╭─ EXTRACTED DATA

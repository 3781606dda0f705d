//! Mapping rule listing.
//!
//! Renders the active mapping table as a text table and, when a template is
//! given, reports template columns without a rule and rules that target
//! columns the template does not have.

use anyhow::{Context, Result};
use itertools::Itertools;
use log::{info, warn};

use crate::{
    cli::MappingArgs,
    io_utils,
    mapping::{MappingTable, Resolution},
    reader::ReadOptions,
    table,
    template::Template,
};

pub fn execute(args: &MappingArgs) -> Result<()> {
    let mapping = crate::load_mapping(args.mapping.as_deref())?;
    let source = args
        .mapping
        .as_ref()
        .map(|path| path.display().to_string())
        .unwrap_or_else(|| "built-in Parts mapping".to_string());

    if mapping.is_empty() {
        info!("{source} does not define any rules");
        return Ok(());
    }

    let template = match &args.template {
        Some(path) => {
            let delimiter = io_utils::resolve_input_delimiter(path, args.delimiter);
            let bytes = std::fs::read(path)
                .with_context(|| format!("Opening template file {path:?}"))?;
            let options = ReadOptions {
                delimiter,
                ..ReadOptions::default()
            };
            Some(
                Template::load(&bytes, &options)
                    .with_context(|| format!("Loading template {path:?}"))?,
            )
        }
        None => None,
    };

    let rows = rule_rows(&mapping, template.as_ref());
    table::print_table(&["#", "column", "kind", "value"], &rows);
    info!("Listed {} rule(s) from {source}", mapping.len());

    if let Some(template) = &template {
        let coverage = mapping.coverage(template);
        if !coverage.unmapped_columns.is_empty() {
            info!(
                "{} template column(s) have no rule and stay empty: {}",
                coverage.unmapped_columns.len(),
                coverage.unmapped_columns.iter().join(", ")
            );
        }
        if !coverage.unknown_columns.is_empty() {
            warn!(
                "{} rule(s) target columns missing from the template: {}",
                coverage.unknown_columns.len(),
                coverage.unknown_columns.iter().join(", ")
            );
        }
    }
    Ok(())
}

/// Rules in template order when a template is given, declaration order otherwise.
/// Rules for columns the template lacks follow the template-ordered ones.
fn rule_rows(mapping: &MappingTable, template: Option<&Template>) -> Vec<Vec<String>> {
    let ordered = match template {
        Some(template) => template
            .header()
            .iter()
            .filter_map(|column| mapping.get(column).map(|rule| (column.as_str(), rule)))
            .chain(
                mapping
                    .rules()
                    .iter()
                    .filter(|rule| !template.header().contains(&rule.output_column))
                    .map(|rule| (rule.output_column.as_str(), &rule.resolution)),
            )
            .collect_vec(),
        None => mapping
            .rules()
            .iter()
            .map(|rule| (rule.output_column.as_str(), &rule.resolution))
            .collect_vec(),
    };
    ordered
        .into_iter()
        .enumerate()
        .map(|(idx, (column, resolution))| {
            let (kind, value) = match resolution {
                Resolution::SourceField(name) => ("source", name),
                Resolution::Literal(value) => ("literal", value),
            };
            vec![
                (idx + 1).to_string(),
                column.to_string(),
                kind.to_string(),
                value.clone(),
            ]
        })
        .collect()
}
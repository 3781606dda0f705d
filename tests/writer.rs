use parts_mapper::engine::{MissingSourcePolicy, transform};
use parts_mapper::mapping::{MappingRule, MappingTable};
use parts_mapper::reader::{ReadOptions, parse};
use parts_mapper::rows::Row;
use parts_mapper::template::Template;
use parts_mapper::writer::{TypeRowPolicy, WriteOptions, render};
use proptest::prelude::*;

fn parts_template() -> Template {
    Template::new(
        vec!["Part Code".to_string(), "Desc1".to_string(), "Vend Price".to_string()],
        vec!["text".to_string(), "text".to_string(), "numeric".to_string()],
    )
    .expect("template")
}

fn output_row(template: &Template, values: &[&str]) -> Row {
    Row::from_pairs(template.header().iter().cloned().zip(values.iter().copied()))
}

#[test]
fn render_writes_header_type_row_and_records() {
    let template = parts_template();
    let rows = vec![output_row(&template, &["ABC123", "Widget", "12.50"])];
    let bytes = render(&rows, &template, &WriteOptions::default()).expect("render");
    assert_eq!(
        String::from_utf8(bytes).expect("utf-8"),
        "Part Code,Desc1,Vend Price\ntext,text,numeric\nABC123,Widget,12.50\n"
    );
}

#[test]
fn render_quotes_only_cells_that_need_it() {
    let template = parts_template();
    let rows = vec![output_row(
        &template,
        &["A,1", "Gasket \"HD\"", "two\nlines"],
    )];
    let bytes = render(&rows, &template, &WriteOptions::default()).expect("render");
    let text = String::from_utf8(bytes).expect("utf-8");
    assert!(text.ends_with("\"A,1\",\"Gasket \"\"HD\"\"\",\"two\nlines\"\n"), "{text}");
}

#[test]
fn empty_rows_render_to_nothing() {
    let bytes = render(&[], &parts_template(), &WriteOptions::default()).expect("render");
    assert!(bytes.is_empty());
}

#[test]
fn placeholder_policy_tags_every_column() {
    let template = parts_template();
    let rows = vec![output_row(&template, &["A1", "", ""])];
    let options = WriteOptions {
        type_row: TypeRowPolicy::Placeholder,
        ..WriteOptions::default()
    };
    let text = String::from_utf8(render(&rows, &template, &options).expect("render"))
        .expect("utf-8");
    let lines = text.lines().collect::<Vec<_>>();
    assert_eq!(lines[1], "text,text,text");
    assert_eq!(lines[2], "A1,,");
}

#[test]
fn rows_in_another_order_are_written_in_template_order() {
    let template = parts_template();
    let rows = vec![Row::from_pairs([
        ("Vend Price", "3.10"),
        ("Part Code", "XYZ9"),
    ])];
    let text = String::from_utf8(
        render(&rows, &template, &WriteOptions::default()).expect("render"),
    )
    .expect("utf-8");
    assert_eq!(text.lines().nth(2), Some("XYZ9,,3.10"));
}

#[test]
fn output_delimiter_and_encoding_are_applied() {
    let template = parts_template();
    let rows = vec![output_row(&template, &["A1", "Café", "1"])];
    let options = WriteOptions {
        delimiter: b'\t',
        encoding: encoding_rs::WINDOWS_1252,
        ..WriteOptions::default()
    };
    let bytes = render(&rows, &template, &options).expect("render");
    assert!(bytes.ends_with(b"A1\tCaf\xE9\t1\n"));
}

#[test]
fn unencodable_output_is_an_error() {
    let template = parts_template();
    let rows = vec![output_row(&template, &["A1", "雪", "1"])];
    let options = WriteOptions {
        encoding: encoding_rs::WINDOWS_1252,
        ..WriteOptions::default()
    };
    assert!(render(&rows, &template, &options).is_err());
}

fn cell() -> impl Strategy<Value = String> {
    "[a-zA-Z0-9 ,\"\n]{0,12}"
}

proptest! {
    #[test]
    fn rendered_output_parses_back_to_the_same_rows(
        records in proptest::collection::vec((cell(), cell(), cell()), 1..12),
    ) {
        let template = parts_template();
        let mapping = MappingTable::new(vec![
            MappingRule::source("Part Code", "Sku"),
            MappingRule::source("Desc1", "Description"),
            MappingRule::source("Vend Price", "Cost"),
        ])
        .expect("mapping");
        let input = records
            .iter()
            .map(|(sku, description, cost)| {
                Row::from_pairs([
                    ("Sku", sku.clone()),
                    ("Description", description.clone()),
                    ("Cost", cost.clone()),
                ])
            })
            .collect::<Vec<_>>();

        let mapped = transform(&input, &template, &mapping, MissingSourcePolicy::default());
        let bytes = render(&mapped, &template, &WriteOptions::default()).expect("render");
        let reparsed = parse(&bytes, &ReadOptions::default()).expect("parse rendered output");

        prop_assert_eq!(reparsed[0].values(), template.type_row());
        let data = &reparsed[1..];
        prop_assert_eq!(data.len(), mapped.len());
        for (parsed, expected) in data.iter().zip(&mapped) {
            prop_assert_eq!(parsed.columns(), expected.columns());
            prop_assert_eq!(parsed.values(), expected.values());
        }
    }
}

╰─

YOUR INSTRUCTIONS :: Could you copy every record above exactly as it appears?

EXPECTED ANSWER ::
repository 3781606dda0f705d
//! Mapping rule listing.
//!
//! Renders the active mapping table as a text table and, when a template is
//! given, reports template columns without a rule and rules that target
//! columns the template does not have.

use anyhow::{Context, Result};
use itertools::Itertools;
use log::{info, warn};

use crate::{
    cli::MappingArgs,
    io_utils,
    mapping::{MappingTable, Resolution},
    reader::ReadOptions,
    table,
    template::Template,
};

pub fn execute(args: &MappingArgs) -> Result<()> {
    let mapping = crate::load_mapping(args.mapping.as_deref())?;
    let source = args
        .mapping
        .as_ref()
        .map(|path| path.display().to_string())
        .unwrap_or_else(|| "built-in Parts mapping".to_string());

    if mapping.is_empty() {
        info!("{source} does not define any rules");
        return Ok(());
    }

    let template = match &args.template {
        Some(path) => {
            let delimiter = io_utils::resolve_input_delimiter(path, args.delimiter);
            let bytes = std::fs::read(path)
                .with_context(|| format!("Opening template file {path:?}"))?;
            let options = ReadOptions {
                delimiter,
                ..ReadOptions::default()
            };
            Some(
                Template::load(&bytes, &options)
                    .with_context(|| format!("Loading template {path:?}"))?,
            )
        }
        None => None,
    };

    let rows = rule_rows(&mapping, template.as_ref());
    table::print_table(&["#", "column", "kind", "value"], &rows);
    info!("Listed {} rule(s) from {source}", mapping.len());

    if let Some(template) = &template {
        let coverage = mapping.coverage(template);
        if !coverage.unmapped_columns.is_empty() {
            info!(
                "{} template column(s) have no rule and stay empty: {}",
                coverage.unmapped_columns.len(),
                coverage.unmapped_columns.iter().join(", ")
            );
        }
        if !coverage.unknown_columns.is_empty() {
            warn!(
                "{} rule(s) target columns missing from the template: {}",
                coverage.unknown_columns.len(),
                coverage.unknown_columns.iter().join(", ")
            );
        }
    }
    Ok(())
}

/// Rules in template order when a template is given, declaration order otherwise.
/// Rules for columns the template lacks follow the template-ordered ones.
fn rule_rows(mapping: &MappingTable, template: Option<&Template>) -> Vec<Vec<String>> {
    let ordered = match template {
        Some(template) => template
            .header()
            .iter()
            .filter_map(|column| mapping.get(column).map(|rule| (column.as_str(), rule)))
            .chain(
                mapping
                    .rules()
                    .iter()
                    .filter(|rule| !template.header().contains(&rule.output_column))
                    .map(|rule| (rule.output_column.as_str(), &rule.resolution)),
            )
            .collect_vec(),
        None => mapping
            .rules()
            .iter()
            .map(|rule| (rule.output_column.as_str(), &rule.resolution))
            .collect_vec(),
    };
    ordered
        .into_iter()
        .enumerate()
        .map(|(idx, (column, resolution))| {
            let (kind, value) = match resolution {
                Resolution::SourceField(name) => ("source", name),
                Resolution::Literal(value) => ("literal", value),
            };
            vec![
                (idx + 1).to_string(),
                column.to_string(),
                kind.to_string(),
                value.clone(),
            ]
        })
        .collect()
}
repository 3781606dda0f705d
filename tests/writer.rs
use parts_mapper::engine::{MissingSourcePolicy, transform};
use parts_mapper::mapping::{MappingRule, MappingTable};
use parts_mapper::reader::{ReadOptions, parse};
use parts_mapper::rows::Row;
use parts_mapper::template::Template;
use parts_mapper::writer::{TypeRowPolicy, WriteOptions, render};
use proptest::prelude::*;

fn parts_template() -> Template {
    Template::new(
        vec!["Part Code".to_string(), "Desc1".to_string(), "Vend Price".to_string()],
        vec!["text".to_string(), "text".to_string(), "numeric".to_string()],
    )
    .expect("template")
}

fn output_row(template: &Template, values: &[&str]) -> Row {
    Row::from_pairs(template.header().iter().cloned().zip(values.iter().copied()))
}

#[test]
fn render_writes_header_type_row_and_records() {
    let template = parts_template();
    let rows = vec![output_row(&template, &["ABC123", "Widget", "12.50"])];
    let bytes = render(&rows, &template, &WriteOptions::default()).expect("render");
    assert_eq!(
        String::from_utf8(bytes).expect("utf-8"),
        "Part Code,Desc1,Vend Price\ntext,text,numeric\nABC123,Widget,12.50\n"
    );
}

#[test]
fn render_quotes_only_cells_that_need_it() {
    let template = parts_template();
    let rows = vec![output_row(
        &template,
        &["A,1", "Gasket \"HD\"", "two\nlines"],
    )];
    let bytes = render(&rows, &template, &WriteOptions::default()).expect("render");
    let text = String::from_utf8(bytes).expect("utf-8");
    assert!(text.ends_with("\"A,1\",\"Gasket \"\"HD\"\"\",\"two\nlines\"\n"), "{text}");
}

#[test]
fn empty_rows_render_to_nothing() {
    let bytes = render(&[], &parts_template(), &WriteOptions::default()).expect("render");
    assert!(bytes.is_empty());
}

#[test]
fn placeholder_policy_tags_every_column() {
    let template = parts_template();
    let rows = vec![output_row(&template, &["A1", "", ""])];
    let options = WriteOptions {
        type_row: TypeRowPolicy::Placeholder,
        ..WriteOptions::default()
    };
    let text = String::from_utf8(render(&rows, &template, &options).expect("render"))
        .expect("utf-8");
    let lines = text.lines().collect::<Vec<_>>();
    assert_eq!(lines[1], "text,text,text");
    assert_eq!(lines[2], "A1,,");
}

#[test]
fn rows_in_another_order_are_written_in_template_order() {
    let template = parts_template();
    let rows = vec![Row::from_pairs([
        ("Vend Price", "3.10"),
        ("Part Code", "XYZ9"),
    ])];
    let text = String::from_utf8(
        render(&rows, &template, &WriteOptions::default()).expect("render"),
    )
    .expect("utf-8");
    assert_eq!(text.lines().nth(2), Some("XYZ9,,3.10"));
}

#[test]
fn output_delimiter_and_encoding_are_applied() {
    let template = parts_template();
    let rows = vec![output_row(&template, &["A1", "Café", "1"])];
    let options = WriteOptions {
        delimiter: b'\t',
        encoding: encoding_rs::WINDOWS_1252,
        ..WriteOptions::default()
    };
    let bytes = render(&rows, &template, &options).expect("render");
    assert!(bytes.ends_with(b"A1\tCaf\xE9\t1\n"));
}

#[test]
fn unencodable_output_is_an_error() {
    let template = parts_template();
    let rows = vec![output_row(&template, &["A1", "雪", "1"])];
    let options = WriteOptions {
        encoding: encoding_rs::WINDOWS_1252,
        ..WriteOptions::default()
    };
    assert!(render(&rows, &template, &options).is_err());
}

fn cell() -> impl Strategy<Value = String> {
    "[a-zA-Z0-9 ,\"\n]{0,12}"
}

proptest! {
    #[test]
    fn rendered_output_parses_back_to_the_same_rows(
        records in proptest::collection::vec((cell(), cell(), cell()), 1..12),
    ) {
        let template = parts_template();
        let mapping = MappingTable::new(vec![
            MappingRule::source("Part Code", "Sku"),
            MappingRule::source("Desc1", "Description"),
            MappingRule::source("Vend Price", "Cost"),
        ])
        .expect("mapping");
        let input = records
            .iter()
            .map(|(sku, description, cost)| {
                Row::from_pairs([
                    ("Sku", sku.clone()),
                    ("Description", description.clone()),
                    ("Cost", cost.clone()),
                ])
            })
            .collect::<Vec<_>>();

        let mapped = transform(&input, &template, &mapping, MissingSourcePolicy::default());
        let bytes = render(&mapped, &template, &WriteOptions::default()).expect("render");
        let reparsed = parse(&bytes, &ReadOptions::default()).expect("parse rendered output");

        prop_assert_eq!(reparsed[0].values(), template.type_row());
        let data = &reparsed[1..];
        prop_assert_eq!(data.len(), mapped.len());
        for (parsed, expected) in data.iter().zip(&mapped) {
            prop_assert_eq!(parsed.columns(), expected.columns());
            prop_assert_eq!(parsed.values(), expected.values());
        }
    }
}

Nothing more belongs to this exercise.